The deal, approved by Eugene Harman and the company board, also gave shareholders the opportunity to swap their stake in the public company for shares in the new private company, something rarely offered by private equity buyers. The two parties agreed to bring in a new chief executive to begin a sweeping transformation of the company in advance of the buyout. Enter Mr Paliwal. Fresh from the turnaround at ABB, Harman's new private owners hoped he would cut through red tape and make bold changes, free of the short-term focus of public ownership.
Mr Paliwal began the change almost immediately, replacing upper management, consolidating the corporate structure and working to unify research and development efforts. But one thing did not go according to plan - the private equity buyout that brought him into the company collapsed in late 2007, one of the earliest high-profile victims of the credit crunch. "I'm still doing exactly what private equity would have been doing," he said. "Actually, one of my board members is from private equity, and that guy tells me 'Dinesh, if we took you guys over, I don't think we could have asked you to do it faster'."

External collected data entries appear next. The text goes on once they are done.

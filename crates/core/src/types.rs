use serde::{Deserialize, Serialize};
use std::collections::BTreeMap;
use std::fmt;
use std::str::FromStr;

use crate::error::Error;

/// Operational permission level of a session.
///
/// Transitions between any two modes are allowed; skills may restrict the
/// modes they run in through `SkillMeta::allowed_modes`.
#[derive(Debug, Clone, Copy, PartialEq, Eq, Hash, Serialize, Deserialize, Default)]
#[serde(rename_all = "SCREAMING_SNAKE_CASE")]
pub enum Mode {
    /// Read-only: only skills that explicitly allow SAFE run.
    Safe,
    /// Observe and answer, no side effects expected.
    Passive,
    /// Normal interactive operation.
    #[default]
    Active,
    /// Introspection and diagnostics.
    Analysis,
}

impl Mode {
    pub const ALL: [Mode; 4] = [Mode::Safe, Mode::Passive, Mode::Active, Mode::Analysis];

    pub fn as_str(&self) -> &'static str {
        match self {
            Mode::Safe => "SAFE",
            Mode::Passive => "PASSIVE",
            Mode::Active => "ACTIVE",
            Mode::Analysis => "ANALYSIS",
        }
    }
}

impl fmt::Display for Mode {
    fn fmt(&self, f: &mut fmt::Formatter<'_>) -> fmt::Result {
        f.write_str(self.as_str())
    }
}

impl FromStr for Mode {
    type Err = Error;

    fn from_str(s: &str) -> Result<Self, Self::Err> {
        match s.trim().to_ascii_uppercase().as_str() {
            "SAFE" => Ok(Mode::Safe),
            "PASSIVE" => Ok(Mode::Passive),
            "ACTIVE" => Ok(Mode::Active),
            "ANALYSIS" => Ok(Mode::Analysis),
            _ => Err(Error::InvalidMode(s.to_string())),
        }
    }
}

/// A single extracted parameter value.
#[derive(Debug, Clone, PartialEq, Serialize, Deserialize)]
#[serde(untagged)]
pub enum EntityValue {
    Bool(bool),
    Number(f64),
    Text(String),
    List(Vec<EntityValue>),
}

impl EntityValue {
    pub fn as_str(&self) -> Option<&str> {
        match self {
            EntityValue::Text(s) => Some(s),
            _ => None,
        }
    }

    pub fn as_f64(&self) -> Option<f64> {
        match self {
            EntityValue::Number(n) => Some(*n),
            _ => None,
        }
    }

    pub fn as_bool(&self) -> Option<bool> {
        match self {
            EntityValue::Bool(b) => Some(*b),
            _ => None,
        }
    }
}

impl fmt::Display for EntityValue {
    fn fmt(&self, f: &mut fmt::Formatter<'_>) -> fmt::Result {
        match self {
            EntityValue::Bool(b) => write!(f, "{}", b),
            EntityValue::Number(n) => write!(f, "{}", n),
            EntityValue::Text(s) => f.write_str(s),
            EntityValue::List(items) => {
                f.write_str("[")?;
                for (i, item) in items.iter().enumerate() {
                    if i > 0 {
                        f.write_str(",")?;
                    }
                    write!(f, "{}", item)?;
                }
                f.write_str("]")
            }
        }
    }
}

impl From<&str> for EntityValue {
    fn from(s: &str) -> Self {
        EntityValue::Text(s.to_string())
    }
}

impl From<String> for EntityValue {
    fn from(s: String) -> Self {
        EntityValue::Text(s)
    }
}

impl From<f64> for EntityValue {
    fn from(n: f64) -> Self {
        EntityValue::Number(n)
    }
}

impl From<i64> for EntityValue {
    fn from(n: i64) -> Self {
        EntityValue::Number(n as f64)
    }
}

impl From<bool> for EntityValue {
    fn from(b: bool) -> Self {
        EntityValue::Bool(b)
    }
}

impl<T: Into<EntityValue>> From<Vec<T>> for EntityValue {
    fn from(items: Vec<T>) -> Self {
        EntityValue::List(items.into_iter().map(Into::into).collect())
    }
}

/// Parameters extracted alongside an intent, ordered by key.
pub type Entities = BTreeMap<String, EntityValue>;

/// Build an `Entities` map from `(key, value)` pairs.
pub fn entities<K, V, I>(pairs: I) -> Entities
where
    K: Into<String>,
    V: Into<EntityValue>,
    I: IntoIterator<Item = (K, V)>,
{
    pairs
        .into_iter()
        .map(|(k, v)| (k.into(), v.into()))
        .collect()
}

/// Stable `key=value` signature of an entity map, used as a lookup key.
pub fn entities_signature(entities: &Entities) -> String {
    entities
        .iter()
        .map(|(k, v)| format!("{}={}", k, v))
        .collect::<Vec<_>>()
        .join(",")
}

/// Normalize an utterance for lookups: trim, lowercase, collapse whitespace.
pub fn normalize_text(text: &str) -> String {
    text.split_whitespace()
        .collect::<Vec<_>>()
        .join(" ")
        .to_lowercase()
}
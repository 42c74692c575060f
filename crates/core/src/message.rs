use serde::{Deserialize, Serialize};

/// Event type published by input adapters: `{text, sessionId?, source?}`.
pub const INPUT_EVENT: &str = "input";
/// Event type consumed by output adapters: `{text, intent, entities, success, sessionId}`.
pub const RESPONSE_EVENT: &str = "response";
/// Published after a session changes mode: `{sessionId, from, to}`.
pub const MODE_CHANGED_EVENT: &str = "mode_changed";

/// A published event. Immutable once enqueued on the bus.
#[derive(Debug, Clone, Serialize, Deserialize)]
#[serde(rename_all = "camelCase")]
pub struct Event {
    pub id: String,
    pub event_type: String,
    #[serde(default)]
    pub payload: serde_json::Value,
    pub emitted_at_ms: i64,
}

impl Event {
    pub fn new(event_type: &str, payload: serde_json::Value) -> Self {
        Self {
            id: uuid::Uuid::new_v4().to_string(),
            event_type: event_type.to_string(),
            payload,
            emitted_at_ms: chrono::Utc::now().timestamp_millis(),
        }
    }

    /// Read a string field from the payload.
    pub fn str_field(&self, key: &str) -> Option<&str> {
        self.payload.get(key).and_then(|v| v.as_str())
    }
}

The virtues of private equity - its aversion to bureaucracy, the focus on long-term growth - support taking a company off of the stock market, Mr Paliwal said. "I've been on both sides, and trust me, it definitely has its advantages." But public companies with courageous management can make equally bold, unpopular decisions. Opportunities for such are particularly good when the equities markets, suffering through economic turmoil, are undervaluing companies across the board.
"We are doing a lot of investment now, making big pushes into emerging markets, huge investments in research and development," he said. "The market may not like it, but I am doing it, because the market doesn't like any company right now." Like most technology executives with an engineering background, an emphasis on research and development is a cornerstone of Mr Paliwal's management. Consolidating R&D efforts, while sometimes unpopular with scientists, allowed common challenges to be solved faster, he said. This lets the business units focus on specialised research. "You can do the best R&D if you do what applies to all businesses in fewer locations," he said.

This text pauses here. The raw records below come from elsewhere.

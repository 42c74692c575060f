pub mod dispatcher;
pub mod skill;

pub use dispatcher::{DispatchRecord, ExecutionStats, SkillDispatcher, SkillPerformance};
pub use skill::{FnSkill, Skill, SkillContext, SkillMeta, SkillOutcome, SkillRequires};
use conductor_core::config::DispatcherConfig;
use conductor_core::{Entities, Error, Result};
use serde::{Deserialize, Serialize};
use std::collections::{BTreeMap, HashMap, VecDeque};
use std::sync::{Arc, Mutex, RwLock};
use std::time::{Duration, Instant};
use tracing::{debug, info, warn};

use crate::skill::{Skill, SkillContext, SkillMeta, SkillOutcome};

/// One dispatcher call, successful or not.
#[derive(Debug, Clone, Serialize, Deserialize)]
#[serde(rename_all = "camelCase")]
pub struct DispatchRecord {
    pub intent: String,
    pub success: bool,
    pub duration_ms: u64,
    #[serde(default, skip_serializing_if = "Option::is_none")]
    pub error: Option<String>,
    pub at_ms: i64,
}

/// Aggregated numbers for a single skill.
#[derive(Debug, Clone, Default, Serialize, Deserialize)]
#[serde(rename_all = "camelCase")]
pub struct SkillPerformance {
    pub calls: u64,
    pub failures: u64,
    pub total_duration_ms: u64,
    #[serde(default)]
    pub last_error: Option<String>,
    #[serde(default)]
    pub last_called_at_ms: Option<i64>,
}

impl SkillPerformance {
    pub fn success_rate(&self) -> f64 {
        if self.calls == 0 {
            return 0.0;
        }
        (self.calls - self.failures) as f64 / self.calls as f64
    }

    pub fn avg_duration_ms(&self) -> f64 {
        if self.calls == 0 {
            return 0.0;
        }
        self.total_duration_ms as f64 / self.calls as f64
    }
}

#[derive(Debug, Clone, Default, Serialize, Deserialize)]
#[serde(rename_all = "camelCase")]
pub struct ExecutionStats {
    pub total_calls: u64,
    pub total_failures: u64,
    pub success_rate: f64,
    pub skills: BTreeMap<String, SkillPerformance>,
}

#[derive(Default)]
struct StatsState {
    total_calls: u64,
    total_failures: u64,
    per_skill: HashMap<String, SkillPerformance>,
    recent: VecDeque<DispatchRecord>,
}

/// Maps intents to skills and runs them with uniform error capture.
///
/// Every call returns a [`SkillOutcome`]; failures (unknown intent, missing
/// requirement, mode restriction, error, panic, timeout) never escape as `Err`.
pub struct SkillDispatcher {
    skills: RwLock<HashMap<String, Arc<dyn Skill>>>,
    stats: Mutex<StatsState>,
    check_dependencies: bool,
    timeout: Option<Duration>,
    record_history: usize,
}

impl Default for SkillDispatcher {
    fn default() -> Self {
        Self::new(&DispatcherConfig::default())
    }
}

impl SkillDispatcher {
    pub fn new(config: &DispatcherConfig) -> Self {
        Self {
            skills: RwLock::new(HashMap::new()),
            stats: Mutex::new(StatsState::default()),
            check_dependencies: config.check_dependencies,
            timeout: config.skill_timeout_ms.map(Duration::from_millis),
            record_history: config.record_history.max(1),
        }
    }

    /// Register a skill under its meta name, replacing any previous one.
    pub fn register(&self, skill: Arc<dyn Skill>) -> Result<()> {
        let name = skill.meta().name;
        if name.trim().is_empty() {
            return Err(Error::Config("skill name must not be empty".to_string()));
        }
        let mut skills = self.skills.write().unwrap_or_else(|e| e.into_inner());
        if skills.insert(name.clone(), skill).is_some() {
            warn!(skill = %name, "Replacing previously registered skill");
        } else {
            debug!(skill = %name, "Skill registered");
        }
        Ok(())
    }

    pub fn unregister(&self, name: &str) -> bool {
        let mut skills = self.skills.write().unwrap_or_else(|e| e.into_inner());
        skills.remove(name).is_some()
    }

    pub fn has_skill(&self, name: &str) -> bool {
        let skills = self.skills.read().unwrap_or_else(|e| e.into_inner());
        skills.contains_key(name)
    }

    fn get(&self, name: &str) -> Option<Arc<dyn Skill>> {
        let skills = self.skills.read().unwrap_or_else(|e| e.into_inner());
        skills.get(name).cloned()
    }

    /// Metadata of every registered skill, sorted by name.
    pub fn list_skills(&self) -> Vec<SkillMeta> {
        let skills = self.skills.read().unwrap_or_else(|e| e.into_inner());
        let mut metas: Vec<SkillMeta> = skills.values().map(|s| s.meta()).collect();
        metas.sort_by(|a, b| a.name.cmp(&b.name));
        metas
    }

    /// Verify a skill's declared binaries, environment variables and peer skills.
    pub fn check_dependencies(&self, name: &str) -> Result<()> {
        let skill = self
            .get(name)
            .ok_or_else(|| Error::SkillNotFound(name.to_string()))?;
        self.check_requirements(&skill.meta())
    }

    fn check_requirements(&self, meta: &SkillMeta) -> Result<()> {
        for bin in &meta.requires.bins {
            if which::which(bin).is_err() {
                return Err(Error::SkillExecution(format!("Missing binary: {}", bin)));
            }
        }
        for var in &meta.requires.env {
            if std::env::var(var).is_err() {
                return Err(Error::SkillExecution(format!("Missing env var: {}", var)));
            }
        }
        for peer in &meta.requires.skills {
            if !self.has_skill(peer) {
                return Err(Error::SkillExecution(format!("Missing skill: {}", peer)));
            }
        }
        Ok(())
    }

    pub async fn dispatch(
        &self,
        intent: &str,
        entities: &Entities,
        ctx: &SkillContext,
    ) -> SkillOutcome {
        self.dispatch_with_record(intent, entities, ctx).await.0
    }

    /// Dispatch and also return the record that was stored for the call.
    pub async fn dispatch_with_record(
        &self,
        intent: &str,
        entities: &Entities,
        ctx: &SkillContext,
    ) -> (SkillOutcome, DispatchRecord) {
        let started = Instant::now();
        let outcome = self.invoke(intent, entities, ctx).await;
        let record = DispatchRecord {
            intent: intent.to_string(),
            success: outcome.success,
            duration_ms: started.elapsed().as_millis() as u64,
            error: outcome.error.clone(),
            at_ms: chrono::Utc::now().timestamp_millis(),
        };
        self.record(&record);
        (outcome, record)
    }

    async fn invoke(&self, intent: &str, entities: &Entities, ctx: &SkillContext) -> SkillOutcome {
        let Some(skill) = self.get(intent) else {
            debug!(intent = %intent, "No skill registered for intent");
            return SkillOutcome::failed(Error::SkillNotFound(intent.to_string()).to_string());
        };
        let meta = skill.meta();

        if self.check_dependencies {
            if let Err(e) = self.check_requirements(&meta) {
                warn!(skill = %intent, error = %e, "Skill requirements not met");
                return SkillOutcome::failed(e.to_string());
            }
        }

        if !meta.allows_mode(ctx.mode) {
            info!(skill = %intent, mode = %ctx.mode, "Skill not permitted in current mode");
            return SkillOutcome::failed(format!(
                "Skill '{}' is not permitted in {} mode",
                intent, ctx.mode
            ));
        }

        // Run on its own task so a panicking skill surfaces as a JoinError.
        let entities = entities.clone();
        let task_ctx = ctx.clone();
        let task = tokio::spawn(async move { skill.run(&entities, &task_ctx).await });
        let abort = task.abort_handle();

        let joined = match self.timeout {
            Some(limit) => match tokio::time::timeout(limit, task).await {
                Ok(joined) => joined,
                Err(_) => {
                    abort.abort();
                    warn!(skill = %intent, timeout_ms = limit.as_millis() as u64, "Skill timed out");
                    return SkillOutcome::failed(
                        Error::Timeout(format!("skill '{}' exceeded {:?}", intent, limit)).to_string(),
                    );
                }
            },
            None => task.await,
        };

        match joined {
            Ok(Ok(mut outcome)) => {
                if !outcome.success && outcome.error.is_none() {
                    outcome.error = Some(format!("Skill '{}' reported failure", intent));
                }
                outcome
            }
            Ok(Err(e)) => {
                warn!(skill = %intent, error = %e, "Skill returned an error");
                SkillOutcome::failed(e.to_string())
            }
            Err(e) if e.is_panic() => {
                warn!(skill = %intent, "Skill panicked");
                SkillOutcome::failed(format!("Skill '{}' panicked", intent))
            }
            Err(e) => SkillOutcome::failed(format!("Skill '{}' was cancelled: {}", intent, e)),
        }
    }

    fn record(&self, record: &DispatchRecord) {
        let known = self.has_skill(&record.intent);
        let mut stats = self.stats.lock().unwrap_or_else(|e| e.into_inner());
        stats.total_calls += 1;
        if !record.success {
            stats.total_failures += 1;
        }
        if known {
            let perf = stats.per_skill.entry(record.intent.clone()).or_default();
            perf.calls += 1;
            perf.total_duration_ms += record.duration_ms;
            perf.last_called_at_ms = Some(record.at_ms);
            if !record.success {
                perf.failures += 1;
                perf.last_error = record.error.clone();
            }
        }
        stats.recent.push_back(record.clone());
        while stats.recent.len() > self.record_history {
            stats.recent.pop_front();
        }
    }

    pub fn get_skill_performance(&self, name: &str) -> Option<SkillPerformance> {
        let stats = self.stats.lock().unwrap_or_else(|e| e.into_inner());
        stats.per_skill.get(name).cloned()
    }

    pub fn get_execution_stats(&self) -> ExecutionStats {
        let stats = self.stats.lock().unwrap_or_else(|e| e.into_inner());
        let success_rate = if stats.total_calls == 0 {
            0.0
        } else {
            (stats.total_calls - stats.total_failures) as f64 / stats.total_calls as f64
        };
        ExecutionStats {
            total_calls: stats.total_calls,
            total_failures: stats.total_failures,
            success_rate,
            skills: stats
                .per_skill
                .iter()
                .map(|(k, v)| (k.clone(), v.clone()))
                .collect(),
        }
    }

    /// Most recent records, newest last.
    pub fn recent_records(&self, limit: usize) -> Vec<DispatchRecord> {
        let stats = self.stats.lock().unwrap_or_else(|e| e.into_inner());
        let skip = stats.recent.len().saturating_sub(limit);
        stats.recent.iter().skip(skip).cloned().collect()
    }
}
//! Symmetric key generation, export/import and derivation

use crate::{CryptoError, Result};
use base64::{engine::general_purpose::STANDARD as BASE64, Engine as _};
use rand::{rngs::OsRng, RngCore};
use scrypt::{scrypt, Params};

/// Symmetric key length in bytes (AES-256)
pub const KEY_LEN: usize = 32;

/// scrypt cost parameter log2(N); N = 16384 matches the platform default
const SCRYPT_LOG_N: u8 = 14;
const SCRYPT_R: u32 = 8;
const SCRYPT_P: u32 = 1;

/// A 256-bit symmetric key
///
/// Deliberately opaque: the raw bytes are only reachable through
/// [`SymmetricKey::as_bytes`], and `Debug` does not print key material.
#[derive(Clone, PartialEq, Eq)]
pub struct SymmetricKey([u8; KEY_LEN]);

impl std::fmt::Debug for SymmetricKey {
    fn fmt(&self, f: &mut std::fmt::Formatter<'_>) -> std::fmt::Result {
        f.write_str("SymmetricKey(..)")
    }
}

impl SymmetricKey {
    /// Generate a fresh random key from the OS RNG
    pub fn generate() -> Self {
        let mut bytes = [0u8; KEY_LEN];
        OsRng.fill_bytes(&mut bytes);
        Self(bytes)
    }

    /// Build a key from raw bytes
    pub fn from_bytes(bytes: [u8; KEY_LEN]) -> Self {
        Self(bytes)
    }

    /// Raw key bytes
    pub fn as_bytes(&self) -> &[u8; KEY_LEN] {
        &self.0
    }

    /// Export the key as base64 for persistence alongside a backup record
    pub fn export(&self) -> String {
        BASE64.encode(self.0)
    }

    /// Import a key previously produced by [`SymmetricKey::export`]
    pub fn import(encoded: &str) -> Result<Self> {
        let bytes = BASE64
            .decode(encoded.trim())
            .map_err(|e| CryptoError::InvalidKey(format!("base64 decode failed: {}", e)))?;
        let bytes: [u8; KEY_LEN] = bytes
            .try_into()
            .map_err(|_| CryptoError::InvalidKey("expected 32 bytes of key material".into()))?;
        Ok(Self(bytes))
    }
}

/// Derive a key from an operator-configured secret via scrypt
///
/// The salt is fixed per deployment (it lives in configuration next to the
/// secret); the derived key is stable across restarts so older artifacts
/// stay decryptable.
pub fn derive_key(secret: &str, salt: &[u8]) -> Result<SymmetricKey> {
    let params = Params::new(SCRYPT_LOG_N, SCRYPT_R, SCRYPT_P, KEY_LEN)
        .map_err(|e| CryptoError::Derivation(e.to_string()))?;

    let mut out = [0u8; KEY_LEN];
    scrypt(secret.as_bytes(), salt, &params, &mut out)
        .map_err(|e| CryptoError::Derivation(e.to_string()))?;

    Ok(SymmetricKey(out))
}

"If you do it in 20 different locations you don't have the scale. R&D has to be a lot more agile, a lot more responsive. This is why we put research centres in places like Bangalore and Shanghai, to understand what the market needs." Research will be Harman's focus in the coming years since Mr Paliwal plans to spend at least $250m developing new technologies for the automotive industry, which accounts for about 70 per cent of company revenues. A big thrust of the spending, he said, would be using mobile internet, satellite navigation and telecommunications technologies to improve the experience of drivers and passengers.

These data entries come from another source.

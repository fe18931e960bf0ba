//! Backup and disaster recovery for CÁRIS
//!
//! Implements the full backup lifecycle for a deployment's two data
//! stores: the PostgreSQL database and the uploaded-file tree.
//!
//! - [`database`] dumps the database with `pg_dump` and runs the artifact
//!   pipeline (gzip, AES envelope, SHA-256 checksum)
//! - [`files`] archives the upload tree as a tar.gz with the same
//!   encryption and checksum stages
//! - [`metadata`] persists one JSON metadata document per backup and
//!   computes storage statistics
//! - [`recovery`] restores database, file and combined backups, including
//!   point-in-time recovery to the nearest earlier snapshot
//! - [`retention`] prunes old backups into daily, weekly and monthly
//!   buckets
//! - [`scheduler`] drives the recurring jobs from cron expressions
//! - [`notify`] reports every run over email and webhook channels
//!
//! All artifacts are written under a single configured base directory;
//! [`config::BackupConfig`] describes the directory layout.

#![forbid(unsafe_code)]
#![warn(missing_docs)]

pub mod config;
pub mod database;
pub mod error;
pub mod files;
pub mod metadata;
pub mod notify;
pub mod recovery;
pub mod retention;
pub mod scheduler;
pub mod utils;

#[cfg(test)]
pub(crate) mod testutil;

pub use config::{BackupConfig, EncryptionConfig, NotificationConfig};
pub use database::{BackupOptions, DatabaseBackupBackend, DatabaseDriver, DumpMode, PgDriver};
pub use error::{BackupError, BackupResult};
pub use files::FileBackupBackend;
pub use metadata::{
    BackupMetadata, BackupStatus, BackupTarget, BackupType, MetadataStore, StorageStats,
};
pub use notify::{AlertDispatcher, EmailNotifier, Notifier, RunSummary, WebhookNotifier};
pub use recovery::{
    FullRestoreOptions, RecoveryResult, RecoveryService, RestoreOptions, RestoreType,
};
pub use retention::RetentionPolicy;
pub use scheduler::{BackupScheduler, ScheduleConfig, SchedulerStatus};
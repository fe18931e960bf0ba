//! Error types for CÁRIS backup operations

use std::{io, path::PathBuf};
use thiserror::Error;

/// Main error type for backup and recovery operations
#[derive(Error, Debug)]
pub enum BackupError {
    /// I/O error during backup operation
    #[error("I/O error: {0}")]
    Io(#[from] io::Error),

    /// Dump/restore tooling failed (non-zero exit, missing binary)
    #[error("Database tooling failed: {0}")]
    Database(String),

    /// Referenced backup id does not exist
    #[error("Backup not found: {0}")]
    NotFound(String),

    /// Recomputed checksum does not match the stored value
    #[error("Integrity failure: {0}")]
    Integrity(String),

    /// Configuration error
    #[error("Invalid configuration: {0}")]
    Config(String),

    /// Compression or decompression failure
    #[error("Compression failed: {0}")]
    Compression(String),

    /// Notification channel failure
    #[error("Notification failed: {0}")]
    Notification(String),

    /// Subprocess exceeded its deadline
    #[error("Operation timed out: {0}")]
    Timeout(String),

    /// Invalid backup path
    #[error("Invalid backup path: {0}")]
    InvalidPath(PathBuf),

    /// Cryptographic failure
    #[error("Crypto error: {0}")]
    Crypto(#[from] caris_crypto::CryptoError),

    /// Serialization failure for metadata documents or payloads
    #[error("Serialization error: {0}")]
    Serialization(#[from] serde_json::Error),

    /// Other backup error
    #[error("Backup error: {0}")]
    Other(String),
}

impl BackupError {
    /// Create a new configuration error
    pub fn config(msg: impl Into<String>) -> Self {
        Self::Config(msg.into())
    }

    /// Create a new database tooling error
    pub fn database(msg: impl Into<String>) -> Self {
        Self::Database(msg.into())
    }

    /// Create a new not-found error
    pub fn not_found(msg: impl Into<String>) -> Self {
        Self::NotFound(msg.into())
    }

    /// Create a new integrity error
    pub fn integrity(msg: impl Into<String>) -> Self {
        Self::Integrity(msg.into())
    }

    /// Create a new notification error
    pub fn notification(msg: impl Into<String>) -> Self {
        Self::Notification(msg.into())
    }

    /// Create a new other error
    pub fn other(msg: impl Into<String>) -> Self {
        Self::Other(msg.into())
    }
}

/// Result type for backup operations
pub type BackupResult<T> = Result<T, BackupError>;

"Time to market is always a challenge, because we are an engineering company and engineers will always want to hold back. For them, it is a search for perfection." Creating a precision-engineered product for quality-conscious customers is perhaps a difficult business model since most car makers are struggling to stay afloat. "Luckily," Mr Paliwal added, "we are working with top-end cars like BMW and Lexus, not the lousy cars that nobody wants to buy. So, we are in the place that will bounce back the fastest."